Rainbow portrait of Elizabeth I c1600 (attrib to Marcus Gheeraerts the Younger) at Hatfield House

Rainbow portrait of Elizabeth I c1600 (attrib to Marcus Gheeraerts the Younger) at Hatfield House


Elizabeth I could call Hertfordshire home. Raised here and a frequent visitor, the county played a key role in her life. On the 450th anniversary of her most scandalous summer progress to meet Dudley - her possible lover, Michael Long looks at her relationship with the county

Old Palace at HatfieldOld Palace at Hatfield

Adangerous world of political intrigue, threats from religious fanatics and assassination played out against a Hertfordshire backdrop – not the latest Hollywood blockbuster from Leavesden Studios but the 16th-century England of Elizabeth I. At critical times the Virgin Queen could escape from the capital to the county she knew well but could not always avoid the problems of her reign following her.

Early life

Hertfordshire was the county of Elizabeth’s childhood. She grew up in royal residences at Ashridge, Hunsdon and Hatfield as a princess, waited on by her half-sister Mary, then as Henry VIII’s illegitimate daughter after her mother Anne Boleyn was executed in 1536 and again as a princess following Henry’s Third Act of Succession, which restored Elizabeth’s place in the line to the throne.

The turbulence of her young life continued with the death of her father in 1547, and then that of her ruling half-brother Edward VI in 1553. The following year, she was arrested at the age of 20 at Ashridge under orders from her half-sister, a Catholic and now queen, accused of involvement with Protestant rebels. She was taken to the Tower, where she lived in fear of execution before being sent back to Hatfield under house arrest. There in 1558, sitting by an oak tree as the story goes, she learned that Mary had died and she was the new Queen of England.

Ancient oaks still exist on the estate, as do the kitchen and Great Hall, with its oak and chestnut vaulted roof, from the home Elizabeth knew, now known as the Old Palace, next door to the more imposing 17th-century Hatfield House.

The dramatic events of Elizabeth’s early life would set the tone for her future visits to the county; always there was a backdrop of turmoil intruding on the tranquillity and privacy she sought in the places she grew up. While she would go on to visit Hertfordshire some 58 times during her reign, residing in the country houses of her courtiers, hawking and hunting in the county’s numerous deer parks, she would never again stay at the site of her arrest by her half-sister – Ashridge. The remains of the former dissolved monastery where Elizabeth lived there are under the lawn of today’s Ashridge House, a 19th-century gothic revival stately home which is now a business school.

Love and progress

Elizabeth was very close to the son of the executed Duke of Northumberland, Robert Dudley. Upon becoming Queen, Elizabeth heaped rewards on Dudley, making him her Master of the Horse, which demanded his constant presence. Gossip at the Spanish court said he was her lover.

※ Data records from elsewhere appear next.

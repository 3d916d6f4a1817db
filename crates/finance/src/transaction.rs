use chrono::{DateTime, Utc};
use serde::{Deserialize, Serialize};

use husktrack_core::{FieldErrors, TransactionId};

/// Ledger entry kind. The sign convention follows the kind: income amounts
/// are positive, expense amounts negative.
#[derive(Debug, Clone, Copy, PartialEq, Eq, Serialize, Deserialize)]
#[serde(rename_all = "lowercase")]
pub enum TransactionKind {
    Income,
    Expense,
}

/// A financial transaction.
///
/// Created as a side effect of purchase creation (expense) or entered
/// manually; never mutated afterwards.
#[derive(Debug, Clone, PartialEq, Eq, Serialize, Deserialize)]
pub struct FinancialTransaction {
    pub id: TransactionId,
    /// Signed amount, smallest currency unit. Positive for income, negative
    /// for expense.
    pub amount: i64,
    pub kind: TransactionKind,
    pub category: String,
    #[serde(default)]
    pub description: String,
    pub occurred_at: DateTime<Utc>,
}

/// Narrow an `i128` running total back to the serialized `i64` domain,
/// saturating at the bounds. Totals are accumulated in `i128` so no ledger,
/// however large, can overflow mid-sum.
pub(crate) fn clamp_amount(total: i128) -> i64 {
    total.clamp(i64::MIN as i128, i64::MAX as i128) as i64
}

impl FinancialTransaction {
    /// An income entry. `amount` is the positive magnitude.
    pub fn income(
        id: TransactionId,
        amount: i64,
        category: impl Into<String>,
        description: impl Into<String>,
        occurred_at: DateTime<Utc>,
    ) -> Self {
        Self {
            id,
            amount: amount.saturating_abs(),
            kind: TransactionKind::Income,
            category: category.into(),
            description: description.into(),
            occurred_at,
        }
    }

    /// An expense entry. `amount` is the positive magnitude; stored negated.
    pub fn expense(
        id: TransactionId,
        amount: i64,
        category: impl Into<String>,
        description: impl Into<String>,
        occurred_at: DateTime<Utc>,
    ) -> Self {
        Self {
            id,
            amount: -amount.saturating_abs(),
            kind: TransactionKind::Expense,
            category: category.into(),
            description: description.into(),
            occurred_at,
        }
    }

    /// Positive magnitude regardless of kind. Total for any stored amount,
    /// including documents written by other tooling.
    pub fn magnitude(&self) -> i64 {
        self.amount.saturating_abs()
    }
}

/// Boundary input for a manual ledger entry.
#[derive(Debug, Clone, PartialEq, Eq, Serialize, Deserialize)]
pub struct NewTransaction {
    pub kind: TransactionKind,
    /// Positive magnitude; the sign is derived from `kind`.
    pub amount: i64,
    pub category: String,
    #[serde(default)]
    pub description: String,
}

impl NewTransaction {
    pub fn into_transaction(
        self,
        id: TransactionId,
        now: DateTime<Utc>,
    ) -> Result<FinancialTransaction, FieldErrors> {
        let mut errors = FieldErrors::new();

        if self.amount <= 0 {
            errors.push("amount", "amount must be positive");
        }
        if self.category.trim().is_empty() {
            errors.push("category", "category cannot be empty");
        }
        // Validate before any arithmetic on the raw amount.
        if !errors.is_empty() {
            return Err(errors);
        }

        let tx = match self.kind {
            TransactionKind::Income => FinancialTransaction::income(
                id,
                self.amount,
                self.category.trim(),
                self.description,
                now,
            ),
            TransactionKind::Expense => FinancialTransaction::expense(
                id,
                self.amount,
                self.category.trim(),
                self.description,
                now,
            ),
        };

        Ok(tx)
    }
}

#[cfg(test)]
mod tests {
    use super::*;

    #[test]
    fn income_is_stored_positive_and_expense_negative() {
        let now = Utc::now();
        let income = FinancialTransaction::income(TransactionId::new(), 900, "Coco Pith", "", now);
        let expense = FinancialTransaction::expense(TransactionId::new(), 500, "Coir Fiber", "", now);

        assert_eq!(income.amount, 900);
        assert_eq!(expense.amount, -500);
        assert_eq!(expense.magnitude(), 500);
    }

    #[test]
    fn manual_entry_derives_sign_from_kind() {
        let tx = NewTransaction {
            kind: TransactionKind::Expense,
            amount: 1_200,
            category: "Transport".to_string(),
            description: "lorry hire".to_string(),
        }
        .into_transaction(TransactionId::new(), Utc::now())
        .unwrap();

        assert_eq!(tx.amount, -1_200);
        assert_eq!(tx.kind, TransactionKind::Expense);
    }

    #[test]
    fn minimum_amount_is_rejected_without_panic() {
        let err = NewTransaction {
            kind: TransactionKind::Expense,
            amount: i64::MIN,
            category: "Transport".to_string(),
            description: String::new(),
        }
        .into_transaction(TransactionId::new(), Utc::now())
        .unwrap_err();

        assert!(err.get("amount").is_some());

        // The constructors themselves are total: the extreme magnitude
        // saturates instead of overflowing on negation.
        let tx = FinancialTransaction::expense(TransactionId::new(), i64::MIN, "x", "", Utc::now());
        assert_eq!(tx.amount, -i64::MAX);
    }

    #[test]
    fn zero_amount_and_blank_category_are_rejected() {
        let err = NewTransaction {
            kind: TransactionKind::Income,
            amount: 0,
            category: "  ".to_string(),
            description: String::new(),
        }
        .into_transaction(TransactionId::new(), Utc::now())
        .unwrap_err();

        assert_eq!(err.len(), 2);
    }
}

On a royal progress, or tour of her courtiers’ estates, in 1564, she caused scandal by insisting Dudley had the bedroom next to hers. Elizabeth’s chief minister, William Cecil, who built a house at Theobalds, near Cheshunt, viewed Dudley as a potential suitor to Elizabeth. So concerned was Cecil that the Queen was thinking of marriage to Dudley that in 1566 he drafted reasons why she must not marry him.

Every summer, the Queen would leave the disease-ridden, stinking capital and transport her entire court on royal progresses, staying up to a month at the houses of country gentlemen. When she stayed at Theobalds, her stay could cost Cecil upwards of £3,000 each week (about £75,000 in today’s money). In excess of 250 ‘essential’ courtiers had to be provided for locally, with accommodation, entertain-ment and food. Little wonder that some members of the gentry did all they could to avoid a royal visit. Elizabeth expected to be lavishly entertained and Cecil and his rivals did not disappoint. She was quick to point out things that displeased her. After her first visit to Theobalds, Elizabeth commented that she found her room too small. Not a man for trifles, Cecil enlarged the whole house in pink brick and stone with impressive domed cupolas and gardens modelled on the royal palace at Fontainebleau, the whole exercise almost bankrupting him.

Despite the personal cost, men like Cecil and his great rival Dudley vied with each other to impress their Queen. We know that Elizabeth stayed at Theobalds on 13 separate occasions. Today, the only part remaining of Cecil’s magnificent house is a window, some 15 feet high, in a cottage in the grounds of Cedars Park near Cheshunt.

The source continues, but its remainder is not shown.